Bloodline Feud by Charles Stross [Book Review]
The Bloodline Feud by Charles Stross
My rating: 5 of 5 stars
Bloodline Feud is a reworking of the first two books in the Merchant Princes series. Charlie Stross explained why he’d rewritten them on his blog. Basically he’d written them this way and was asked by the publisher to split them into smaller books because the fantasy doorstop wasn’t in fashion.
The Bloodline Feud
I’d already read the entire series so I was wary of buying the Bloodline Feud. The only reason I did was because it was on special offer from Amazon for 99p. At that price almost anything is worth trying. Bloodline Feud is mostly the same story, but it is better than I remember either of the two books being. Also the combining them into one volume works very well. The story has a better pace and feels like a single story and not two smashed together.
That said, these aren’t pure fantasy books. They’re a modern thriller with a fantasy element. The premise is that parallel worlds exist. A recessive gene allows those with two copies to walk between worlds. Set around 2002, when the books were first published, they take a female business journalist and give her access to a parallel world.
Miriam is a classic unreliable narrator, almost the entire story is told from her point of view. There are other points of view so that the reader knows the bigger picture, but these form interludes to foreshadow later things or to explain other sides.
The Bloodline Feud of the title is related to the world walking ability. The family having realised how it works tries to keep control over itself. However, power struggles caused an internecine war. Miriam brings that back when she world walks, she’s the surviving daughter of a marriage intended to stop the war. Her parents were ambushed and she was taken to the US by her world walking mother.

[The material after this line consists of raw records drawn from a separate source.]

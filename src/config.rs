//! Site configuration.
//!
//! Handles loading and validating `config.toml`. Stock defaults are
//! overridden by an optional `config.toml`, which in turn is overridden by
//! environment variables and command-line flags (see `main.rs`):
//!
//! ```text
//! CLI flag  >  env var  >  config.toml  >  stock defaults
//! ```
//!
//! ## Configuration Options
//!
//! ```toml
//! # All options are optional - defaults shown below
//!
//! [source]
//! path = "wine.xlsx"            # Spreadsheet with the product list
//! sheet = "Лист1"               # Sheet to read
//! category_field = "Категория"  # Column the page is grouped by
//!
//! [site]
//! title = "Новое русское вино"
//! foundation_year = 1920        # "Уже N лет с вами" counts from here
//! output = "index.html"         # Generated page, overwritten on each build
//! images_dir = "images"         # Where `Картинка` file names are resolved
//!
//! [server]
//! host = "0.0.0.0"
//! port = 8000
//! ```
//!
//! Config files are sparse: override just the values you want. Unknown keys
//! are rejected to catch typos early.

use serde::{Deserialize, Serialize};
use std::fs;
use std::path::{Path, PathBuf};
use thiserror::Error;

#[derive(Error, Debug)]
pub enum ConfigError {
    #[error("IO error: {0}")]
    Io(#[from] std::io::Error),
    #[error("TOML parse error: {0}")]
    Toml(#[from] toml::de::Error),
    #[error("Config validation error: {0}")]
    Validation(String),
}

/// Site configuration loaded from `config.toml`.
#[derive(Debug, Clone, Default, PartialEq, Serialize, Deserialize)]
#[serde(default, deny_unknown_fields)]
pub struct SiteConfig {
    /// Where the product data comes from.
    pub source: SourceConfig,
    /// Page content and output location.
    pub site: PageConfig,
    /// Static file server settings.
    pub server: ServerConfig,
}

impl SiteConfig {
    /// Validate config values are within acceptable ranges.
    pub fn validate(&self) -> Result<(), ConfigError> {
        if self.source.sheet.is_empty() {
            return Err(ConfigError::Validation("source.sheet must not be empty".into()));
        }
        if self.source.category_field.is_empty() {
            return Err(ConfigError::Validation("source.category_field must not be empty".into()));
        }
        if self.site.output.as_os_str().is_empty() {
            return Err(ConfigError::Validation("site.output must not be empty".into()));
        }
        if self.server.port == 0 {
            return Err(ConfigError::Validation("server.port must be non-zero".into()));
        }
        Ok(())
    }
}

#[derive(Debug, Clone, PartialEq, Serialize, Deserialize)]
#[serde(default, deny_unknown_fields)]
pub struct SourceConfig {
    pub path: PathBuf,
    pub sheet: String,
    pub category_field: String,
}

impl Default for SourceConfig {
    fn default() -> Self {
        Self {
            path: PathBuf::from("wine.xlsx"),
            sheet: "Лист1".to_string(),
            category_field: crate::types::CATEGORY_FIELD.to_string(),
        }
    }
}

#[derive(Debug, Clone, PartialEq, Serialize, Deserialize)]
#[serde(default, deny_unknown_fields)]
pub struct PageConfig {
    pub title: String,
    pub foundation_year: i32,
    pub output: PathBuf,
    /// Prefix for product image URLs. Relative to the served directory.
    pub images_dir: String,
}

impl Default for PageConfig {
    fn default() -> Self {
        Self {
            title: "Новое русское вино".to_string(),
            foundation_year: 1920,
            output: PathBuf::from("index.html"),
            images_dir: "images".to_string(),
        }
    }
}

#[derive(Debug, Clone, PartialEq, Serialize, Deserialize)]
#[serde(default, deny_unknown_fields)]
pub struct ServerConfig {
    pub host: String,
    pub port: u16,
}

impl Default for ServerConfig {
    fn default() -> Self {
        Self {
            host: "0.0.0.0".to_string(),
            port: 8000,
        }
    }
}

impl ServerConfig {
    /// `host:port` as accepted by `TcpListener::bind`.
    pub fn addr(&self) -> String {
        format!("{}:{}", self.host, self.port)
    }
}

// =============================================================================
// Config loading and validation
// =============================================================================

/// Load `config.toml` from `dir`, falling back to defaults for anything the
/// file leaves out.
///
/// Relative `source.path` and `site.output` values written in the file are
/// resolved against `dir`, so a config directory can carry its own
/// spreadsheet. Defaults stay relative to the working directory.
pub fn load_config(dir: &Path) -> Result<SiteConfig, ConfigError> {
    let config_path = dir.join("config.toml");
    if !config_path.exists() {
        return Ok(SiteConfig::default());
    }
    let content = fs::read_to_string(&config_path)?;
    let table: toml::Table = toml::from_str(&content)?;
    let sets = |section: &str, key: &str| table.get(section).and_then(|s| s.get(key)).is_some();
    let (file_sets_source, file_sets_output) = (sets("source", "path"), sets("site", "output"));

    let mut config: SiteConfig = toml::Value::Table(table).try_into()?;
    if file_sets_source {
        config.source.path = dir.join(&config.source.path);
    }
    if file_sets_output {
        config.site.output = dir.join(&config.site.output);
    }
    config.validate()?;
    Ok(config)
}

/// Returns a fully-commented stock `config.toml`.
///
/// Used by the `gen-config` CLI command.
pub fn stock_config_toml() -> &'static str {
    r##"# wine-site configuration
# =======================
# All settings are optional. Remove or comment out any you don't need.
# Values shown below are the defaults.
#
# Precedence: command-line flag > environment variable > this file > defaults.
# Unknown keys will cause an error. Relative `path` and `output` values set
# here are resolved against the directory holding this file.

# ---------------------------------------------------------------------------
# Product data
# ---------------------------------------------------------------------------
[source]
# Spreadsheet (xlsx, xls, xlsb or ods). Env: WINE_DATA_PATH, flag: --file-path
path = "wine.xlsx"

# Sheet to read. Env: WINE_SHEET_NAME, flag: --sheet-name
sheet = "Лист1"

# Column the page is grouped by. Every row must have it.
category_field = "Категория"

# ---------------------------------------------------------------------------
# Generated page
# ---------------------------------------------------------------------------
[site]
title = "Новое русское вино"

# The headline counts whole years since this year.
foundation_year = 1920

# Output file, overwritten on every build.
output = "index.html"

# Directory holding the product images named in the `Картинка` column.
images_dir = "images"

# ---------------------------------------------------------------------------
# Static file server
# ---------------------------------------------------------------------------
[server]
host = "0.0.0.0"
# Flag: --port
port = 8000
"##
}

#[cfg(test)]
mod tests {
    use super::*;
    use tempfile::TempDir;

    #[test]
    fn default_config_values() {
        let config = SiteConfig::default();
        assert_eq!(config.source.path, PathBuf::from("wine.xlsx"));
        assert_eq!(config.source.sheet, "Лист1");
        assert_eq!(config.source.category_field, "Категория");
        assert_eq!(config.site.foundation_year, 1920);
        assert_eq!(config.site.output, PathBuf::from("index.html"));
        assert_eq!(config.server.addr(), "0.0.0.0:8000");
    }

    #[test]
    fn default_config_is_valid() {
        assert!(SiteConfig::default().validate().is_ok());
    }

    #[test]
    fn parse_partial_config() {
        let config: SiteConfig = toml::from_str(
            r#"
[source]
sheet = "Вина"
"#,
        )
        .unwrap();
        assert_eq!(config.source.sheet, "Вина");
        assert_eq!(config.source.path, PathBuf::from("wine.xlsx"));
        assert_eq!(config.server.port, 8000);
    }

    #[test]
    fn stock_config_parses_to_defaults() {
        let config: SiteConfig = toml::from_str(stock_config_toml()).unwrap();
        assert_eq!(config, SiteConfig::default());
    }

    #[test]
    fn load_config_returns_default_when_no_file() {
        let tmp = TempDir::new().unwrap();
        let config = load_config(tmp.path()).unwrap();
        assert_eq!(config, SiteConfig::default());
    }

    #[test]
    fn load_config_reads_file() {
        let tmp = TempDir::new().unwrap();
        fs::write(
            tmp.path().join("config.toml"),
            r#"
[site]
foundation_year = 1995

[server]
port = 9090
"#,
        )
        .unwrap();

        let config = load_config(tmp.path()).unwrap();
        assert_eq!(config.site.foundation_year, 1995);
        assert_eq!(config.server.port, 9090);
        // Unspecified values keep their defaults
        assert_eq!(config.site.title, "Новое русское вино");
        assert_eq!(config.server.host, "0.0.0.0");
    }

    #[test]
    fn load_config_invalid_toml_is_error() {
        let tmp = TempDir::new().unwrap();
        fs::write(tmp.path().join("config.toml"), "this is not valid toml [[[").unwrap();
        let result = load_config(tmp.path());
        assert!(matches!(result, Err(ConfigError::Toml(_))));
    }

    #[test]
    fn load_config_validates() {
        let tmp = TempDir::new().unwrap();
        fs::write(tmp.path().join("config.toml"), "[server]\nport = 0\n").unwrap();
        let result = load_config(tmp.path());
        assert!(matches!(result, Err(ConfigError::Validation(_))));
    }

    #[test]
    fn empty_sheet_name_rejected() {
        let mut config = SiteConfig::default();
        config.source.sheet.clear();
        assert!(config.validate().is_err());
    }

    #[test]
    fn file_paths_resolve_against_config_dir() {
        let tmp = TempDir::new().unwrap();
        let dir = tmp.path().join("shop");
        fs::create_dir_all(&dir).unwrap();
        fs::write(
            dir.join("config.toml"),
            "[source]\npath = \"data/wine.xlsx\"\n\n[site]\noutput = \"public/index.html\"\n",
        )
        .unwrap();

        let config = load_config(&dir).unwrap();
        assert_eq!(config.source.path, dir.join("data/wine.xlsx"));
        assert_eq!(config.site.output, dir.join("public/index.html"));
    }

    #[test]
    fn absolute_and_default_paths_are_not_rebased() {
        let tmp = TempDir::new().unwrap();
        let absolute = tmp.path().join("elsewhere.xlsx");
        fs::write(
            tmp.path().join("config.toml"),
            format!("[source]\npath = {:?}\n", absolute.to_str().unwrap()),
        )
        .unwrap();

        let config = load_config(tmp.path()).unwrap();
        assert_eq!(config.source.path, absolute);
        assert_eq!(config.site.output, PathBuf::from("index.html"));
    }

    #[test]
    fn unknown_key_rejected() {
        let result: Result<SiteConfig, _> = toml::from_str("[source]\nsheat = \"x\"\n");
        let err = result.unwrap_err().to_string();
        assert!(err.contains("unknown field"));
    }

    #[test]
    fn unknown_section_rejected() {
        let result: Result<SiteConfig, _> = toml::from_str("[sorce]\npath = \"x\"\n");
        assert!(result.is_err());
    }

    #[test]
    fn unknown_key_rejected_via_load_config() {
        let tmp = TempDir::new().unwrap();
        fs::write(tmp.path().join("config.toml"), "[site]\ntitel = \"x\"\n").unwrap();
        assert!(matches!(
            load_config(tmp.path()),
            Err(ConfigError::Toml(_))
        ));
    }
}
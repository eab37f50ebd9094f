//! Russian numeral agreement for "N years".
//!
//! Russian picks one of three noun forms depending on the count: `1 год`,
//! `2 года`, `5 лет`. The teens (11–14) always take the "many" form, which is
//! why the rule looks at both the last digit and the last two digits.
//!
//! [`resolve`] returns a grammatical class; turning it into display text is
//! a separate lookup ([`YearForm::year_word`]).

use serde::Serialize;
use thiserror::Error;

#[derive(Error, Debug, PartialEq, Eq)]
#[error("foundation year {foundation} is after the current year {current}")]
pub struct FoundationInFuture {
    pub foundation: i32,
    pub current: i32,
}

/// Grammatical number class for a count.
#[derive(Debug, Clone, Copy, PartialEq, Eq, Serialize)]
#[serde(rename_all = "lowercase")]
pub enum YearForm {
    /// 1, 21, 101, ... but not 11
    Singular,
    /// 2–4, 22–24, ... but not 12–14
    Few,
    Many,
}

impl YearForm {
    pub fn year_word(self) -> &'static str {
        match self {
            YearForm::Singular => "год",
            YearForm::Few => "года",
            YearForm::Many => "лет",
        }
    }
}

pub fn resolve(n: u64) -> YearForm {
    let last_digit = n % 10;
    let last_two = n % 100;
    if last_digit == 1 && last_two != 11 {
        YearForm::Singular
    } else if (2..=4).contains(&last_digit) && !(10..20).contains(&last_two) {
        YearForm::Few
    } else {
        YearForm::Many
    }
}

/// Whole years between the foundation year and `current_year`.
pub fn years_since(foundation: i32, current_year: i32) -> Result<u64, FoundationInFuture> {
    u64::try_from(i64::from(current_year) - i64::from(foundation)).map_err(|_| FoundationInFuture {
        foundation,
        current: current_year,
    })
}
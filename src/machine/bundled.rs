//! Bundled fixed-input machines
//!
//! Machines 1 to 3 have 80 rules, 4 to 6 have 240. Indices are 1-based and
//! anything outside `1..=6` selects machine 6.

use super::{MachineError, MachineSpec};

const BUNDLED: [&str; 6] = [
    include_str!("../../machines/input1.txt"),
    include_str!("../../machines/input2.txt"),
    include_str!("../../machines/input3.txt"),
    include_str!("../../machines/input4.txt"),
    include_str!("../../machines/input5.txt"),
    include_str!("../../machines/input6.txt"),
];

/// Number of bundled machines
pub const COUNT: usize = BUNDLED.len();

/// Index used when none (or an invalid one) is given
pub const DEFAULT_INDEX: usize = COUNT;

/// Clamp a requested index to a valid 1-based one
pub fn resolve_index(index: usize) -> usize {
    if (1..=COUNT).contains(&index) {
        index
    } else {
        DEFAULT_INDEX
    }
}

/// Raw text of a bundled machine
pub fn text(index: usize) -> &'static str {
    BUNDLED[resolve_index(index) - 1]
}

/// Decode a bundled machine
pub fn load(index: usize) -> Result<MachineSpec, MachineError> {
    text(index).parse()
}
//! Depth-first reverse search with explicit undo
//!
//! The machine is run backwards from an accepting state. Each depth owns a
//! [`SearchFrame`]; a candidate that fits the tape is applied and a new frame
//! is pushed, an exhausted frame is popped and the step below it undone.
//!
//! Invariant while searching: `frames.len() == history.len() + 1`.

use super::events::{SearchEvent, SearchObserver};
use super::frame::SearchFrame;
use super::{Outcome, SearchReport, SearchStats, Solution};
use crate::machine::{MachineSpec, RuleIndex, StateId, START_STATE};
use crate::tape::{Tape, TapeError, UndoLog, Written};
use crate::{SolveError, SolverConfig};

/// Mutable state of one search, owned by a single [`Search`]
#[derive(Debug, Clone)]
pub struct SearchState {
    tape: Tape,
    undo: UndoLog,
    head: usize,
    /// `None` until the first rule is applied
    current_state: Option<StateId>,
    /// Applied rules, last-fired (forward) first
    history: Vec<RuleIndex>,
    frames: Vec<SearchFrame>,
}

impl SearchState {
    fn new(config: &SolverConfig) -> Result<Self, SolveError> {
        Ok(Self {
            tape: Tape::blank(config.tape_len, config.initial_head)?,
            undo: UndoLog::new(),
            head: config.initial_head,
            current_state: None,
            history: Vec::with_capacity(config.max_depth),
            frames: vec![SearchFrame::accepting()],
        })
    }

    /// Number of applied steps
    pub fn depth(&self) -> usize {
        self.history.len()
    }

    /// Tape window
    pub fn tape(&self) -> &Tape {
        &self.tape
    }

    /// Undo log
    pub fn undo_log(&self) -> &UndoLog {
        &self.undo
    }

    /// Head position
    pub fn head(&self) -> usize {
        self.head
    }

    /// State reached so far (`None` before the first step)
    pub fn current_state(&self) -> Option<StateId> {
        self.current_state
    }

    /// Applied rule indices
    pub fn history(&self) -> &[RuleIndex] {
        &self.history
    }

    /// Frame stack
    pub fn frames(&self) -> &[SearchFrame] {
        &self.frames
    }

    fn out_of_window(&self) -> TapeError {
        TapeError::OutOfWindow {
            position: self.head,
            len: self.tape.len(),
        }
    }

    /// Undo the most recent step; `None` at depth 0
    fn retract(&mut self, machine: &MachineSpec) -> Result<Option<(RuleIndex, usize)>, SolveError> {
        let Some(index) = self.history.pop() else {
            return Ok(None);
        };
        self.frames.pop();
        let depth = self.history.len();
        let rule = machine.rules()[index];

        self.tape.erase(self.head)?;
        let restored = self.undo.rollback_to(depth, &mut self.tape)?;
        self.head = rule
            .movement
            .apply(self.head)
            .ok_or_else(|| self.out_of_window())?;
        self.current_state = if depth == 0 {
            None
        } else {
            Some(rule.after_state)
        };

        Ok(Some((index, restored)))
    }

    fn to_solution(&self) -> Solution {
        Solution {
            history: self.history.clone(),
            tape: self.tape.clone(),
            head: self.head,
        }
    }
}

/// Result of a single [`Search::step`]
#[derive(Debug, Clone, PartialEq, Eq)]
pub enum Step {
    /// A rule was applied and a new frame pushed
    Advanced(RuleIndex),
    /// The candidate conflicted with the tape; same frame, no step consumed
    Conflicted(RuleIndex),
    /// The top frame was exhausted and the step below it undone
    Retracted(RuleIndex),
    /// Search reached a terminal outcome
    Finished(Outcome),
}

/// A running search over one machine
#[derive(Debug)]
pub struct Search<'m> {
    machine: &'m MachineSpec,
    max_depth: usize,
    state: SearchState,
    stats: SearchStats,
    finished: bool,
}

impl<'m> Search<'m> {
    fn new(machine: &'m MachineSpec, config: &SolverConfig) -> Result<Self, SolveError> {
        Ok(Self {
            machine,
            max_depth: config.max_depth,
            state: SearchState::new(config)?,
            stats: SearchStats::default(),
            finished: false,
        })
    }

    /// Current search state
    pub fn state(&self) -> &SearchState {
        &self.state
    }

    /// Counters so far
    pub fn stats(&self) -> &SearchStats {
        &self.stats
    }

    /// Whether a terminal outcome was reached
    pub fn is_finished(&self) -> bool {
        self.finished
    }

    /// Make one decision: try the next candidate or roll back
    pub fn step<O: SearchObserver + ?Sized>(&mut self, observer: &mut O) -> Result<Step, SolveError> {
        if self.finished {
            return Err(SolveError::SearchFinished);
        }

        let depth = self.state.depth();
        let candidate = self
            .state
            .frames
            .last_mut()
            .and_then(|frame| frame.next(self.machine));

        let Some(index) = candidate else {
            return match self.state.retract(self.machine)? {
                Some((rule, restored)) => {
                    self.stats.rollbacks += 1;
                    observer.on_event(&SearchEvent::Rollback {
                        depth: depth - 1,
                        rule,
                        restored,
                    });
                    Ok(Step::Retracted(rule))
                }
                None => {
                    observer.on_event(&SearchEvent::Exhausted);
                    Ok(self.finish(Outcome::Failure))
                }
            };
        };

        self.stats.candidates += 1;
        observer.on_event(&SearchEvent::Candidate { depth, rule: index });

        let rule = self.machine.rules()[index];
        let state = &mut self.state;
        let target = rule
            .movement
            .retreat(state.head)
            .ok_or_else(|| state.out_of_window())?;

        match state.tape.write(target, rule.output_symbol) {
            Ok(Written::Filled) => {}
            Ok(Written::Agreed(prior)) => state.undo.push_undo(depth, target, prior),
            Err(TapeError::Conflict(conflict)) => {
                self.stats.conflicts += 1;
                observer.on_event(&SearchEvent::Conflict {
                    depth,
                    rule: index,
                    conflict,
                });
                return Ok(Step::Conflicted(index));
            }
            Err(err) => return Err(err.into()),
        }

        // the forward run reads input_symbol here
        state.tape.set(target, rule.input_symbol)?;
        state.head = target;
        state.current_state = Some(rule.before_state);
        state.history.push(index);

        self.stats.applied += 1;
        self.stats.max_depth_reached = self.stats.max_depth_reached.max(state.history.len());
        observer.on_event(&SearchEvent::Applied {
            depth,
            rule: index,
            head: target,
            state: rule.before_state,
        });

        if rule.before_state == START_STATE {
            let solution = state.to_solution();
            observer.on_event(&SearchEvent::Solved {
                steps: solution.steps(),
            });
            return Ok(self.finish(Outcome::Success(solution)));
        }

        if state.history.len() >= self.max_depth {
            observer.on_event(&SearchEvent::Overflow {
                depth: state.history.len(),
            });
            return Ok(self.finish(Outcome::Overflow));
        }

        state.frames.push(SearchFrame::normal(rule.before_state));
        Ok(Step::Advanced(index))
    }

    fn finish(&mut self, outcome: Outcome) -> Step {
        self.finished = true;
        Step::Finished(outcome)
    }

    /// Step until a terminal outcome
    pub fn run_to_end<O: SearchObserver + ?Sized>(
        &mut self,
        observer: &mut O,
    ) -> Result<Outcome, SolveError> {
        loop {
            if let Step::Finished(outcome) = self.step(observer)? {
                return Ok(outcome);
            }
        }
    }
}

/// Reverse-search solver for one machine
#[derive(Debug, Clone)]
pub struct Solver<'m> {
    machine: &'m MachineSpec,
    config: SolverConfig,
}

impl<'m> Solver<'m> {
    /// Create a solver, validating the tape capacity up front
    pub fn new(machine: &'m MachineSpec, config: SolverConfig) -> Result<Self, SolveError> {
        config.validate()?;
        Ok(Self { machine, config })
    }

    /// Configuration in use
    pub fn config(&self) -> &SolverConfig {
        &self.config
    }

    /// Start a fresh search that can be driven step by step
    pub fn start(&self) -> Result<Search<'m>, SolveError> {
        Search::new(self.machine, &self.config)
    }

    /// Run a fresh search to completion, discarding trace events
    pub fn run(&self) -> Result<SearchReport, SolveError> {
        self.run_with(&mut ())
    }

    /// Run a fresh search to completion, reporting to `observer`
    pub fn run_with<O: SearchObserver + ?Sized>(
        &self,
        observer: &mut O,
    ) -> Result<SearchReport, SolveError> {
        let mut search = self.start()?;
        let outcome = search.run_to_end(observer)?;
        Ok(SearchReport {
            outcome,
            stats: search.stats,
        })
    }
}

#[cfg(test)]
mod tests {
    use super::*;
    use crate::machine::{Move, BLANK};
    use crate::search::FrameMode;

    /// Two ways into state 2; the first one forces a conflict two levels up
    fn backtracking_machine() -> MachineSpec {
        MachineSpec::builder()
            .accept_state(9)
            .rule(2, 'x', 9, 'x', Move::Terminal) // 0
            .rule(1, 'a', 2, 'b', Move::Right) // 1
            .rule(3, 'c', 2, 'd', Move::Left) // 2
            .rule(0, 'z', 1, 'q', Move::Left) // 3: writes back onto origin, conflicts
            .rule(0, 'e', 3, 'x', Move::Right) // 4
            .build()
            .unwrap()
    }

    fn config() -> SolverConfig {
        SolverConfig::for_depth(8)
    }

    #[test]
    fn test_frames_track_history() {
        let machine = backtracking_machine();
        let solver = Solver::new(&machine, config()).unwrap();
        let mut search = solver.start().unwrap();
        let mut events = Vec::new();

        loop {
            let state = search.state();
            assert_eq!(state.frames().len(), state.history().len() + 1);
            if let Step::Finished(_) = search.step(&mut events).unwrap() {
                break;
            }
        }
        assert!(matches!(search.step(&mut ()), Err(SolveError::SearchFinished)));
    }

    #[test]
    fn test_conflict_then_rollback_then_success() {
        let machine = backtracking_machine();
        let solver = Solver::new(&machine, config()).unwrap();
        let mut search = solver.start().unwrap();
        let mut events = Vec::new();
        let origin = config().initial_head;

        assert_eq!(search.step(&mut events).unwrap(), Step::Advanced(0));
        assert_eq!(search.state().current_state(), Some(2));
        assert_eq!(search.state().tape().read(origin), Ok('x'));

        // rule 1 moved right forward, so the reverse walk goes left
        assert_eq!(search.step(&mut events).unwrap(), Step::Advanced(1));
        assert_eq!(search.state().head(), origin - 1);
        assert_eq!(search.state().tape().read(origin - 1), Ok('a'));

        // rule 3 would write 'q' onto the origin which holds 'x'
        assert_eq!(search.step(&mut events).unwrap(), Step::Conflicted(3));
        assert_eq!(search.state().depth(), 2);

        assert_eq!(search.step(&mut events).unwrap(), Step::Retracted(1));
        assert_eq!(search.state().head(), origin);
        assert_eq!(search.state().current_state(), Some(2));
        assert_eq!(search.state().tape().read(origin - 1), Ok(BLANK));
        assert_eq!(search.state().tape().read(origin), Ok('x'));

        assert_eq!(search.step(&mut events).unwrap(), Step::Advanced(2));
        assert_eq!(search.state().head(), origin + 1);

        // rule 4 moves right forward: reverse lands back on the origin,
        // which must agree with its output 'x' and gets logged
        match search.step(&mut events).unwrap() {
            Step::Finished(Outcome::Success(solution)) => {
                assert_eq!(solution.history, vec![0, 2, 4]);
                assert_eq!(solution.head, origin);
                assert_eq!(solution.tape.read(origin), Ok('e'));
                assert_eq!(solution.tape.read(origin + 1), Ok('c'));
            }
            other => panic!("expected success, got {:?}", other),
        }
        assert_eq!(search.state().undo_log().len(), 1);

        assert!(events.iter().any(|e| matches!(e, SearchEvent::Conflict { rule: 3, .. })));
        assert!(events.contains(&SearchEvent::Rollback {
            depth: 1,
            rule: 1,
            restored: 0
        }));
        assert_eq!(events.last(), Some(&SearchEvent::Solved { steps: 3 }));
    }

    #[test]
    fn test_rollback_restores_revisited_cell() {
        // 5 re-enters the origin cell (agreeing), then its only successor
        // conflicts, forcing a rollback through the undo log
        let machine = MachineSpec::builder()
            .accept_state(9)
            .rule(2, 'x', 9, 'x', Move::Terminal) // 0
            .rule(3, 'c', 2, 'd', Move::Left) // 1
            .rule(4, 'e', 3, 'x', Move::Right) // 2: back onto origin
            .rule(5, 'k', 4, 'm', Move::Right) // 3: dead end, nothing enters state 5
            .rule(0, 'f', 3, 'x', Move::Right) // 4
            .build()
            .unwrap();
        let origin = config().initial_head;
        let solver = Solver::new(&machine, config()).unwrap();
        let mut search = solver.start().unwrap();

        assert_eq!(search.step(&mut ()).unwrap(), Step::Advanced(0));
        assert_eq!(search.step(&mut ()).unwrap(), Step::Advanced(1));
        assert_eq!(search.step(&mut ()).unwrap(), Step::Advanced(2));
        assert_eq!(search.state().tape().read(origin), Ok('e'));
        assert_eq!(search.state().undo_log().len(), 1);

        assert_eq!(search.step(&mut ()).unwrap(), Step::Advanced(3));
        assert_eq!(search.state().head(), origin - 1);
        // nothing leads into state 5
        assert_eq!(search.step(&mut ()).unwrap(), Step::Retracted(3));
        assert_eq!(search.step(&mut ()).unwrap(), Step::Retracted(2));
        assert_eq!(search.state().tape().read(origin), Ok('x'));
        assert!(search.state().undo_log().is_empty());
        assert_eq!(search.state().head(), origin + 1);

        match search.step(&mut ()).unwrap() {
            Step::Finished(Outcome::Success(solution)) => {
                assert_eq!(solution.history, vec![0, 1, 4]);
                assert_eq!(solution.tape.read(origin), Ok('f'));
            }
            other => panic!("expected success, got {:?}", other),
        }
    }

    #[test]
    fn test_frame_modes() {
        let machine = backtracking_machine();
        let solver = Solver::new(&machine, config()).unwrap();
        let mut search = solver.start().unwrap();
        assert_eq!(search.state().frames()[0].mode(), FrameMode::Final);
        search.step(&mut ()).unwrap();
        assert_eq!(search.state().frames()[1].mode(), FrameMode::Normal(2));
    }

    #[test]
    fn test_stats_count_decisions() {
        let machine = backtracking_machine();
        let report = Solver::new(&machine, config()).unwrap().run().unwrap();
        assert!(report.outcome.is_success());
        assert_eq!(report.stats.applied, 4);
        assert_eq!(report.stats.conflicts, 1);
        assert_eq!(report.stats.rollbacks, 1);
        assert_eq!(report.stats.candidates, 5);
        assert_eq!(report.stats.max_depth_reached, 3);
    }
}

Adopted as a child she knows nothing of her heritage.
Miriam is given a locket, which has the world walking sigil. This leads to her switching worlds and being noticed by her estranged family, the Clan. Her return triggers the Bloodline Feud again. There are assassination attempts on Miriam. She then goes underground as an investigative journalist to uncover the background to the Bloodline Feud. She discovers a third world.
Worth a note on the worlds. We start in the modern US about 2002. This is the most advanced technologically of the three. Miriam then visits the home world of the walkers. This is topographically identical, but much more sparsely populated. It appears to have been settled by vikings and history diverged hundreds of years before. This world is feudal and has a c16 level of technology, apart from what the clan has brought over.
The feudal nature of this world limits the viewpoint and nature of clan operations. They are intrinsically conservative. This makes them less interested in social and economic development than in trade. They use their ability to move information rapidly between places in their world. In the other direction they use their wealth and power to move drugs.
The Clan are largely ignorant of world three. Miriam stumbles into it when tracking the Bloodline Feud. Its history diverged from the modern US about 1745. The Hanoverian Kings ended up ruling the American colonies after a successful Jacobite rebellion backed by a full scale French invasion. This world is around late 19th or very early 20th century in terms of technology. It’s also a police state.
Overall it is a very good take on parallel worlds with some really good female characters. Worth a read.